Collected data:
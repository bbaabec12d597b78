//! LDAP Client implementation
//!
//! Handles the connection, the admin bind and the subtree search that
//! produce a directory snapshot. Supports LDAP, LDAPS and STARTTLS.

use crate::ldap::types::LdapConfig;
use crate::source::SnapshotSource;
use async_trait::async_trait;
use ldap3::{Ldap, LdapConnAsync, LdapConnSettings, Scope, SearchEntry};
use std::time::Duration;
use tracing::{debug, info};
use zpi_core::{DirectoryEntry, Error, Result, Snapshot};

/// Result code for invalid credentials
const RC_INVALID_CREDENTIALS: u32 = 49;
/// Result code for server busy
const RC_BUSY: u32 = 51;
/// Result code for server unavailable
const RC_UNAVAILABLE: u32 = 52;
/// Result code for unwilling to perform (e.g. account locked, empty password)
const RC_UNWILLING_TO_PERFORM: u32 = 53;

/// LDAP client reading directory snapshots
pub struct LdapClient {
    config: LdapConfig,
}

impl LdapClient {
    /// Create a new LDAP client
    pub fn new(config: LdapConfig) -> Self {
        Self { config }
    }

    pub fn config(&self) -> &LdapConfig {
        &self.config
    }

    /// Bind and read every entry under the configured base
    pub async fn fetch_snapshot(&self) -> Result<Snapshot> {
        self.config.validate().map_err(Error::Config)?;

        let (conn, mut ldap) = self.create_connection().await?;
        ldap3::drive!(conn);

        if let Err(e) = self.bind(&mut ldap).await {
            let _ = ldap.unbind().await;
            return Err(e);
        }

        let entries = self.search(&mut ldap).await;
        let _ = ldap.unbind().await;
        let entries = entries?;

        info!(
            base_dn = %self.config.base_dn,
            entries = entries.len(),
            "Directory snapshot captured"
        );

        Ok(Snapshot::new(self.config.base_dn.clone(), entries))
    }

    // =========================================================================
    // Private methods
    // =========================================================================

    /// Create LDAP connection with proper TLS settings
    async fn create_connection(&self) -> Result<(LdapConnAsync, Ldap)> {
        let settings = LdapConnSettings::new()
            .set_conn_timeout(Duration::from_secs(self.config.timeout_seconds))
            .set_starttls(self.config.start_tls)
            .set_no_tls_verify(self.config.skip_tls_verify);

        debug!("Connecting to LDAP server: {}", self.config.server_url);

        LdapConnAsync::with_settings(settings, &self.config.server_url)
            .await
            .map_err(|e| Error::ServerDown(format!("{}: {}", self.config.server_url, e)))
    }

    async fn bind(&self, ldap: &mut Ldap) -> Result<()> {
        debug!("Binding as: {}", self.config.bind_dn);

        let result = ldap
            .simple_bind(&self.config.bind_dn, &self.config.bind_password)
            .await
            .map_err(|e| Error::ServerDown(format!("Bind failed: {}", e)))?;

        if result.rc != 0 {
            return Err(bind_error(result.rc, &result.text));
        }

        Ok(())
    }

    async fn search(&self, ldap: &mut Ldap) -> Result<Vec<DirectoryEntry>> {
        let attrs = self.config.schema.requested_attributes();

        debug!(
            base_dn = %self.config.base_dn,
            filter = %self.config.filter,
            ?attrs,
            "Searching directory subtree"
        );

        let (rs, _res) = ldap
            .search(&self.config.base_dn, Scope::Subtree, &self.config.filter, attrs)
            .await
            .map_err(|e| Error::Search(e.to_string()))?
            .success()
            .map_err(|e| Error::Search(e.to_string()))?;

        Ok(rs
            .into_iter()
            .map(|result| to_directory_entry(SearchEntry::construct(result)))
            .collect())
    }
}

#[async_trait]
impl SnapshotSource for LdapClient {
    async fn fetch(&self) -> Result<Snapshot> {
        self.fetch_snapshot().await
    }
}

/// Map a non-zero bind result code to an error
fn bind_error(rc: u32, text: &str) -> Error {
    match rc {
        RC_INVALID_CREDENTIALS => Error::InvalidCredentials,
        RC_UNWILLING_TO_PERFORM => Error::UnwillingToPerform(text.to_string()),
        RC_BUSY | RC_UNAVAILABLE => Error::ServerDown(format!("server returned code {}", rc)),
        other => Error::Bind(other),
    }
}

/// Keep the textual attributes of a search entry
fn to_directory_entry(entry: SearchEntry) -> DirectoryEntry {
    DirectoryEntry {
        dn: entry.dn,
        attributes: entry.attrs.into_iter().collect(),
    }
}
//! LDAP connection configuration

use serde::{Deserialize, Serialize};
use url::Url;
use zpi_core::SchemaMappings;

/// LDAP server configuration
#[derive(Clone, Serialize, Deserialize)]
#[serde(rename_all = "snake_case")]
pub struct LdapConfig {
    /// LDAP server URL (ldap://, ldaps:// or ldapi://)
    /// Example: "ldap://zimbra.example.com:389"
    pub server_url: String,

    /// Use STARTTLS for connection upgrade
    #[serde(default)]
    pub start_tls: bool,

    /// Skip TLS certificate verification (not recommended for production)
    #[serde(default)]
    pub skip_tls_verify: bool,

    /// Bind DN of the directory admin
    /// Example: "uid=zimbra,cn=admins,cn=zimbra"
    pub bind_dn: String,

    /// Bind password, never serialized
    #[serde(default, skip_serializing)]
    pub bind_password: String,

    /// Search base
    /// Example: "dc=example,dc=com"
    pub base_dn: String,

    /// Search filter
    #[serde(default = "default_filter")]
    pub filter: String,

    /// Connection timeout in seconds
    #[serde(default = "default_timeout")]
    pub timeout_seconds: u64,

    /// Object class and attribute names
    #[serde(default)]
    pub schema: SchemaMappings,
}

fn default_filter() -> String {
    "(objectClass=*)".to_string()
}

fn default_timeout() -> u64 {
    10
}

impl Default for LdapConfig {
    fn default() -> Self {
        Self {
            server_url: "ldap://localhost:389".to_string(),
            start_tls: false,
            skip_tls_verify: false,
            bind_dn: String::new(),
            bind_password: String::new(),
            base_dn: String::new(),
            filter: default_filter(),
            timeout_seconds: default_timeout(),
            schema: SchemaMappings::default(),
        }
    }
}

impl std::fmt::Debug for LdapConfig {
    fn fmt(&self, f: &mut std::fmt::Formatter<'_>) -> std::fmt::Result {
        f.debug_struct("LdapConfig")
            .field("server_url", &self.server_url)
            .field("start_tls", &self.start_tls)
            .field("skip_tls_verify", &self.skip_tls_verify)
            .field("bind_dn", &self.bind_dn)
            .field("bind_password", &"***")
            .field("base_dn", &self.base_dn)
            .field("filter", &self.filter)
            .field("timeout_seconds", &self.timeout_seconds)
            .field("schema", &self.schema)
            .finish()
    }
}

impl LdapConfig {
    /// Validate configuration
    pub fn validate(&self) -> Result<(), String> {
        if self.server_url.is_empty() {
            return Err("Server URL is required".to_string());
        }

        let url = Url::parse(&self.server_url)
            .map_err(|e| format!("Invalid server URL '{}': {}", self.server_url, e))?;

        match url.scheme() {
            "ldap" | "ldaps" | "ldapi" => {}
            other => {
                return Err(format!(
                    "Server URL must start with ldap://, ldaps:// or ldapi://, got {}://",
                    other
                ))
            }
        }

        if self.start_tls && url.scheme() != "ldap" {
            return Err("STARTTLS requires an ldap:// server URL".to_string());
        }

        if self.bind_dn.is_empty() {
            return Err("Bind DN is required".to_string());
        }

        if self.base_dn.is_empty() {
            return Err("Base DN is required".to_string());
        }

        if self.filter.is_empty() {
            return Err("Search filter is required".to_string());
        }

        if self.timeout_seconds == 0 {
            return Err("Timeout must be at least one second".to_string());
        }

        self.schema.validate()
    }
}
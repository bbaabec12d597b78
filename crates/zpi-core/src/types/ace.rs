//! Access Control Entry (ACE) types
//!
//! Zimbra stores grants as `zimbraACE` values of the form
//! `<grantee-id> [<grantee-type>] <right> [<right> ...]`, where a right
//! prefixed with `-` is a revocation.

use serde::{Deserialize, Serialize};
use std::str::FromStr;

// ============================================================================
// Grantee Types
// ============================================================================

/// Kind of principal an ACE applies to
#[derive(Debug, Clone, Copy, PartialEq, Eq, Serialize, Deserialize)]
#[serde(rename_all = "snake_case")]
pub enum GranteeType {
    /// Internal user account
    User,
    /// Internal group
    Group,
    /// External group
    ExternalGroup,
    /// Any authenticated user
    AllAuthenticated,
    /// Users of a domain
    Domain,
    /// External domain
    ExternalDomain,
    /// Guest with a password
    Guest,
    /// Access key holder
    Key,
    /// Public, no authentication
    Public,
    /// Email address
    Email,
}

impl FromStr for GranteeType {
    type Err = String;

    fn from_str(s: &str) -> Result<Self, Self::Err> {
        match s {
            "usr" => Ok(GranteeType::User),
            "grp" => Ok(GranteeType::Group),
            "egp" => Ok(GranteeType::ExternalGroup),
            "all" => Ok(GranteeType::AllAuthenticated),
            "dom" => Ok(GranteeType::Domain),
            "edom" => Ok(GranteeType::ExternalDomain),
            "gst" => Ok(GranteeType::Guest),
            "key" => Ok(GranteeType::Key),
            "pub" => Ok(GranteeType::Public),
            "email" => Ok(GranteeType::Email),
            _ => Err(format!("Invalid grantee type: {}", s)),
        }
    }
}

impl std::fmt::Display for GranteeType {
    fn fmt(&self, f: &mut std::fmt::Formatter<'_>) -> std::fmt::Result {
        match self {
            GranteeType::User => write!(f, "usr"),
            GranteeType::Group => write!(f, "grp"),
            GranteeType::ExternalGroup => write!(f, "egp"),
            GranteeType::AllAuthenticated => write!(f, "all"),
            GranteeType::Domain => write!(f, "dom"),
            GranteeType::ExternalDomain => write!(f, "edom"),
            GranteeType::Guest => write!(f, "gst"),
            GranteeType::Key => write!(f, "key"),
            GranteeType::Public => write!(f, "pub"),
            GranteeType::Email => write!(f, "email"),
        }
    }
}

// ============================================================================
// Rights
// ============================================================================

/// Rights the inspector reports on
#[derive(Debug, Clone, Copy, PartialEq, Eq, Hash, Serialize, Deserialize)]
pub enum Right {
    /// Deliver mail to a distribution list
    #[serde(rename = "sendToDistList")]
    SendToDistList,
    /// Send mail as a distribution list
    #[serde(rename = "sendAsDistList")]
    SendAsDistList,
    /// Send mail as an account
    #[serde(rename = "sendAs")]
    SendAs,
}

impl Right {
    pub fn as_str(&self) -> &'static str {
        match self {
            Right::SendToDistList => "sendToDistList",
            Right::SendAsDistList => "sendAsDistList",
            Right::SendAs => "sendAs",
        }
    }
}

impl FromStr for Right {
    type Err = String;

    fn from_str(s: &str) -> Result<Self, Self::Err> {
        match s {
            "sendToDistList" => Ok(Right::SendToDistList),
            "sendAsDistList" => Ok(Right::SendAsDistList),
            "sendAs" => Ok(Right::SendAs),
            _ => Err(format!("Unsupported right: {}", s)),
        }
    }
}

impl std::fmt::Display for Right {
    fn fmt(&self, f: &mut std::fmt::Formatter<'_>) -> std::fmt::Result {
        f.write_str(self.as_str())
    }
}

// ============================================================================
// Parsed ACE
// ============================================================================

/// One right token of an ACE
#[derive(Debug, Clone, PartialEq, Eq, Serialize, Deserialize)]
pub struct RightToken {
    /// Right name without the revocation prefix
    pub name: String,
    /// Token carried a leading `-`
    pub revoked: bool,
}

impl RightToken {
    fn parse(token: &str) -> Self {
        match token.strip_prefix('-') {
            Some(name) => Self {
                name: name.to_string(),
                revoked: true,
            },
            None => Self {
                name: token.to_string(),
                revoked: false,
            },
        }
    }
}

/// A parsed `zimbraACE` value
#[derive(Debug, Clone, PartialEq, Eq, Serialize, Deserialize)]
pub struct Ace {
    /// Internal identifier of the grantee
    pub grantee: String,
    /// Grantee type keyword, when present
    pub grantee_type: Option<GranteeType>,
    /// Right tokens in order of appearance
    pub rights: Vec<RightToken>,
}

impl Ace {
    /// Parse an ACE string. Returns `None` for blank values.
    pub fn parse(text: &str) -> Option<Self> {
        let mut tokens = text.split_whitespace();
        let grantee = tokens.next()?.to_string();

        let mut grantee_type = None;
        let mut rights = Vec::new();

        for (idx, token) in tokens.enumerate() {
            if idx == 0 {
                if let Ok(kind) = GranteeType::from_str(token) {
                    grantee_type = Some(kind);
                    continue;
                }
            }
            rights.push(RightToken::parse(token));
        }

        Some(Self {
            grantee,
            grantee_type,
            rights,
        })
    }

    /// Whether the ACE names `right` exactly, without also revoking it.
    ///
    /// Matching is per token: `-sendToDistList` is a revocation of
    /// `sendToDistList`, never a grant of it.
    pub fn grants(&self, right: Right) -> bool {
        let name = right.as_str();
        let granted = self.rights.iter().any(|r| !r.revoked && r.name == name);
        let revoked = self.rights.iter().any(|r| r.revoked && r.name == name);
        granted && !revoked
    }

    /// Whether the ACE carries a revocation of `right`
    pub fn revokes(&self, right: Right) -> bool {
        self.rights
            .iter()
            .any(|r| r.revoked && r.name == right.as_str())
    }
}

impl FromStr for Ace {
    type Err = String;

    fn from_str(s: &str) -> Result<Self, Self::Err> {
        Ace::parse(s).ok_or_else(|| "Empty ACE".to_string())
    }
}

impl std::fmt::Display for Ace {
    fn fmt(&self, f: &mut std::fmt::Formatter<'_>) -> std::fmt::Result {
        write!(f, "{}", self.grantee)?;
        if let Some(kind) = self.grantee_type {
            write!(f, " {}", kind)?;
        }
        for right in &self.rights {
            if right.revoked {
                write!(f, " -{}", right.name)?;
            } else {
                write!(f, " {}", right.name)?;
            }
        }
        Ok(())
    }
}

> What the task asks: The required output is the set of lines from the first line of the data through the line that contains "new LDAP client", transcribed exactly.

> Exercise solution:
repository bbaabec12d597b78
//! LDAP Client implementation
//!
//! Handles the connection, the admin bind and the subtree search that
//! produce a directory snapshot. Supports LDAP, LDAPS and STARTTLS.

use crate::ldap::types::LdapConfig;
use crate::source::SnapshotSource;
use async_trait::async_trait;
use ldap3::{Ldap, LdapConnAsync, LdapConnSettings, Scope, SearchEntry};
use std::time::Duration;
use tracing::{debug, info};
use zpi_core::{DirectoryEntry, Error, Result, Snapshot};

/// Result code for invalid credentials
const RC_INVALID_CREDENTIALS: u32 = 49;
/// Result code for server busy
const RC_BUSY: u32 = 51;
/// Result code for server unavailable
const RC_UNAVAILABLE: u32 = 52;
/// Result code for unwilling to perform (e.g. account locked, empty password)
const RC_UNWILLING_TO_PERFORM: u32 = 53;

/// LDAP client reading directory snapshots
pub struct LdapClient {
    config: LdapConfig,
}

impl LdapClient {
    /// Create a new LDAP client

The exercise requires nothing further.